I’m pretty sure “long covid” is a collection of different maladies:
- chronic fatigue syndrome
- residual lung damage
- residual damage to the olfactory nerve
- residual brain damage
- residual damage to the pancreas (sudden onset diabetes seems to be a thing)
- residual kidney damage
- residual damage to the heart and surrounding tissues
Probably some other stuff I’m forgetting.
Also… any news yet on long covid and omicron?
Further validation about the incidence and severity of long COVID. I didn’t correlate the time period of the study with which variant was prevalent at the time.
TL;DR: it isn’t good. You don’t want this.
Underlying paper:
This is… disheartening, no pun intended, and a big reason to continue efforts to avoid catching this disease.
It’s also a good reason to double down on combating the ignorance and selfishness of those who resent being asked to take even a modicum of care to avoid infecting other people.
The “It’s just a cold/flu” crowd looks worse and worse as we learn more and more.
And that’s a pretty strong statement.
Covid increases the risk of developing type 2 diabetes. A big review of data from the US veteran’s administration hospitals finds that those who survived covid for 30 days were about 40% more likely to develop diabetes than if they hadn’t had covid. That was an increase in the number of cases of about 13.5 per 1000 at twelve months.
The increased risk was greater for those who were seriously ill with covid than for those who had milder cases, but were still significant for those who weren’t hospitalized.
Study:
https://www.thelancet.com/journals/landia/article/PIIS2213-8587(22)00044-4/fulltext
Intro:
A growing body of evidence suggests that beyond the first 30 days, the acute phase of the disease, people with COVID-19 could experience post-acute sequelae—referred to as long COVID—which can involve pulmonary and extrapulmonary organ system manifestations, including diabetes outcomes.
1
Although diabetes and other glycometabolic abnormalities have been widely reported during the acute phase of COVID-19, less is known about the risk and burden of diabetes and related outcomes in the post-acute phase of COVID-19.
2 ,
3 ,
4,
5,
6,
7,
8,
9
A detailed assessment of the risk and burden of diabetes in the post-acute phase of COVID-19 is needed to inform post-acute COVID-19 care strategies.
The article ends by suggesting health care systems should gear up for managing more diabetes cases.
WaPo article coving this paper:
Covid infection associated with a greater likelihood of Type 2 diabetes, according to review of patient records
I think the good news [cough]sarcasm[cough, cough] is that lingering symptoms don’t seem to be limited to the heart and lungs.
It looks like the brains wants in on the action, too:
Brain fog after COVID-19 is biologically similar to cognitive impairment caused by cancer chemotherapy, something doctors often refer to as “chemo brain.” In both cases, excessive inflammation damages the same brain cells and processes {…}
[It all seems to come back to an immune overreaction of profound significance: the nefarious and sinister cytokine storm]
So, for anybody still vacillating … it’s worth it to try to avoid getting COVID if at all possible
Yeah, a lot of people have taken the attitude that now that hospitalizations are down a Covid infection is no big deal, but post-acute sequelae are a bit of a dice roll.

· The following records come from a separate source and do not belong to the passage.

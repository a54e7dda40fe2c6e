//! The resolved invocation handed to a program

use crate::error::{Error, Result};
use crate::interfaces::Program;
use crate::parser::ParseResult;
use crate::plugins::PluginRegistry;
use crate::schema::is_internal_key;
use serde_json::{Map, Value};
use std::collections::BTreeMap;

/// Positional arguments, option values and loaded plugins of one run
#[derive(Debug, Clone, Default)]
pub struct Session {
    pub args: Vec<String>,
    pub options: BTreeMap<String, Value>,
    pub plugins: PluginRegistry,
}

impl Session {
    /// Build a session from a final parse; bookkeeping keys are dropped
    pub fn new(parsed: ParseResult, plugins: PluginRegistry) -> Self {
        let options = parsed
            .options
            .into_iter()
            .filter(|(name, _)| !is_internal_key(name))
            .collect();
        Self {
            args: parsed.positional,
            options,
            plugins,
        }
    }

    pub fn option(&self, name: &str) -> Option<&Value> {
        self.options.get(name)
    }

    pub fn option_str(&self, name: &str) -> Option<&str> {
        self.options.get(name).and_then(Value::as_str)
    }

    pub fn flag(&self, name: &str) -> bool {
        self.options.get(name).and_then(Value::as_bool).unwrap_or(false)
    }

    /// JSON view of the session; plugins are listed by identifier
    pub fn to_json(&self) -> Value {
        let mut object = Map::new();
        object.insert("args".into(), self.args.clone().into());
        object.insert(
            "options".into(),
            Value::Object(self.options.iter().map(|(k, v)| (k.clone(), v.clone())).collect()),
        );
        object.insert(
            "plugins".into(),
            self.plugins.ids().map(|id| Value::String(id.to_string())).collect(),
        );
        Value::Object(object)
    }
}

/// Builds the session and runs the program against it
pub struct SessionEmitter;

impl SessionEmitter {
    pub fn emit(parsed: ParseResult, plugins: PluginRegistry, program: &dyn Program) -> Result<Session> {
        let session = Session::new(parsed, plugins);
        tracing::debug!(
            "Executing with {} arg(s), {} option(s), {} plugin(s)",
            session.args.len(),
            session.options.len(),
            session.plugins.len()
        );
        program.execute(&session).map_err(Error::program)?;
        Ok(session)
    }
}
//! Reading declarative documents (JSON or TOML)

use crate::error::{Error, Result};
use serde_json::Value;
use std::path::Path;

/// Supported document formats
#[derive(Debug, Clone, Copy, PartialEq, Eq)]
pub enum DocumentFormat {
    Json,
    Toml,
}

impl DocumentFormat {
    pub const ALL: [DocumentFormat; 2] = [DocumentFormat::Json, DocumentFormat::Toml];

    pub fn extension(self) -> &'static str {
        match self {
            DocumentFormat::Json => "json",
            DocumentFormat::Toml => "toml",
        }
    }

    /// Detect the format from a file extension
    pub fn from_path(path: &Path) -> Option<Self> {
        let ext = path.extension()?.to_str()?.to_lowercase();
        match ext.as_str() {
            "json" => Some(DocumentFormat::Json),
            "toml" => Some(DocumentFormat::Toml),
            _ => None,
        }
    }

    pub fn parse(self, contents: &str) -> Result<Value> {
        match self {
            DocumentFormat::Json => Ok(serde_json::from_str(contents)?),
            DocumentFormat::Toml => toml::from_str::<Value>(contents)
                .map_err(|e| Error::ConfigError(format!("Failed to parse TOML: {e}"))),
        }
    }
}

/// Read and parse a document; the format follows the file extension
pub fn read_document(path: &Path) -> Result<Value> {
    let format = DocumentFormat::from_path(path).ok_or_else(|| {
        Error::ConfigError(format!("Unsupported document format: {}", path.display()))
    })?;
    let contents = std::fs::read_to_string(path)?;
    format.parse(&contents)
}
//! Module resolver over declarative plugin manifests
//!
//! A manifest is a JSON or TOML document describing a plugin without code:
//!
//! ```toml
//! name = "pawn-module"
//! description = "Adds --test"
//!
//! [options.test]
//! type = "string"
//!
//! [capabilities]
//! banner = "hello"
//! ```
//!
//! Manifests live in one plugins directory (resolved against the working
//! directory); explicit specs may also point straight at a manifest file.

use crate::config::document::{read_document, DocumentFormat};
use crate::error::{Error, Result};
use crate::interfaces::{Environment, LoadedModule, ModuleResolver, Plugin};
use crate::schema::OptionSchema;
use serde::{Deserialize, Serialize};
use serde_json::{Map, Value};
use std::any::Any;
use std::path::{Path, PathBuf};
use std::sync::Arc;

/// A plugin described by a manifest document
#[derive(Debug, Clone, Default, PartialEq, Serialize, Deserialize)]
pub struct PluginManifest {
    #[serde(default, skip_serializing_if = "Option::is_none")]
    pub name: Option<String>,

    #[serde(default, skip_serializing_if = "Option::is_none")]
    pub description: Option<String>,

    #[serde(default, skip_serializing_if = "Option::is_none")]
    pub options: Option<OptionSchema>,

    /// Free-form data exposed to programs
    #[serde(default, skip_serializing_if = "Map::is_empty")]
    pub capabilities: Map<String, Value>,
}

impl PluginManifest {
    pub fn from_file(path: &Path) -> Result<Self> {
        let document = read_document(path).map_err(|e| Error::plugin(path.display().to_string(), e))?;
        serde_json::from_value(document).map_err(|e| Error::plugin(path.display().to_string(), e))
    }

    pub fn capability(&self, key: &str) -> Option<&Value> {
        self.capabilities.get(key)
    }
}

impl Plugin for PluginManifest {
    fn options(&self) -> Option<OptionSchema> {
        self.options.clone()
    }

    fn description(&self) -> Option<&str> {
        self.description.as_deref()
    }

    fn as_any(&self) -> &dyn Any {
        self
    }
}

/// Loads [`PluginManifest`]s from a plugins directory
#[derive(Debug, Clone)]
pub struct ManifestModuleResolver {
    plugins_dir: PathBuf,
}

impl ManifestModuleResolver {
    pub fn new(plugins_dir: impl Into<PathBuf>) -> Self {
        Self {
            plugins_dir: plugins_dir.into(),
        }
    }

    fn plugins_dir(&self, env: &dyn Environment) -> Result<PathBuf> {
        env.resolve_path(&self.plugins_dir)
    }

    /// Where `spec` would be read from, if anywhere
    fn locate(&self, spec: &str, env: &dyn Environment) -> Result<Option<PathBuf>> {
        let as_path = Path::new(spec);
        if DocumentFormat::from_path(as_path).is_some() || as_path.components().count() > 1 {
            let path = env.resolve_path(as_path)?;
            return Ok(path.is_file().then_some(path));
        }

        let dir = self.plugins_dir(env)?;
        Ok(DocumentFormat::ALL
            .iter()
            .map(|format| dir.join(format!("{spec}.{}", format.extension())))
            .find(|candidate| candidate.is_file()))
    }

    fn load_file(path: &Path) -> Result<LoadedModule> {
        let manifest = PluginManifest::from_file(path)?;
        let name = manifest
            .name
            .clone()
            .or_else(|| path.file_stem().map(|s| s.to_string_lossy().into_owned()))
            .unwrap_or_default();
        tracing::debug!("Loaded plugin manifest {:?} as '{}'", path, name);
        Ok(LoadedModule::new(name, Arc::new(manifest)))
    }
}

impl ModuleResolver for ManifestModuleResolver {
    fn discover(&self, prefix: &str, env: &dyn Environment) -> Result<Vec<LoadedModule>> {
        let dir = self.plugins_dir(env)?;
        if !dir.is_dir() {
            tracing::debug!("No plugins directory at {:?}", dir);
            return Ok(Vec::new());
        }

        let entries = std::fs::read_dir(&dir).map_err(|e| Error::plugin(dir.display().to_string(), e))?;
        let mut candidates = Vec::new();
        for entry in entries {
            let path = entry.map_err(|e| Error::plugin(dir.display().to_string(), e))?.path();
            if !path.is_file() || DocumentFormat::from_path(&path).is_none() {
                continue;
            }
            let Some(stem) = path.file_stem().and_then(|s| s.to_str()) else {
                continue;
            };
            if stem.starts_with(prefix) && stem.len() > prefix.len() {
                candidates.push((stem.to_string(), path.clone()));
            }
        }
        candidates.sort();

        candidates
            .into_iter()
            .map(|(stem, path)| {
                // Discovery keys on the installed (file) name, not the declared one
                let module = Self::load_file(&path)?;
                Ok(LoadedModule::new(stem, module.plugin))
            })
            .collect()
    }

    fn load(&self, spec: &str, env: &dyn Environment) -> Result<LoadedModule> {
        match self.locate(spec, env)? {
            Some(path) => Self::load_file(&path),
            None => Err(Error::plugin(
                spec,
                format!("no manifest found (looked in {})", self.plugins_dir(env)?.display()),
            )),
        }
    }

    fn provides(&self, spec: &str, env: &dyn Environment) -> bool {
        matches!(self.locate(spec, env), Ok(Some(_)))
    }
}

The odds are good that unless you’re sealed yourself into an underground vault you’ll probably be exposed and infected at some point but hopefully we have progressively better vaccines and treatments to minimize symptoms and the likelihood of ‘Long Covid’ effects.
Stranger
Another recent study that (also) points to cardiac involvement in long COVID:
Long-term cardiac pathology in individuals with mild initial COVID-19 illness
Ongoing inflammatory cardiac involvement may, at least in part, explain the lingering cardiac symptoms in previously well individuals with mild initial COVID-19 illness.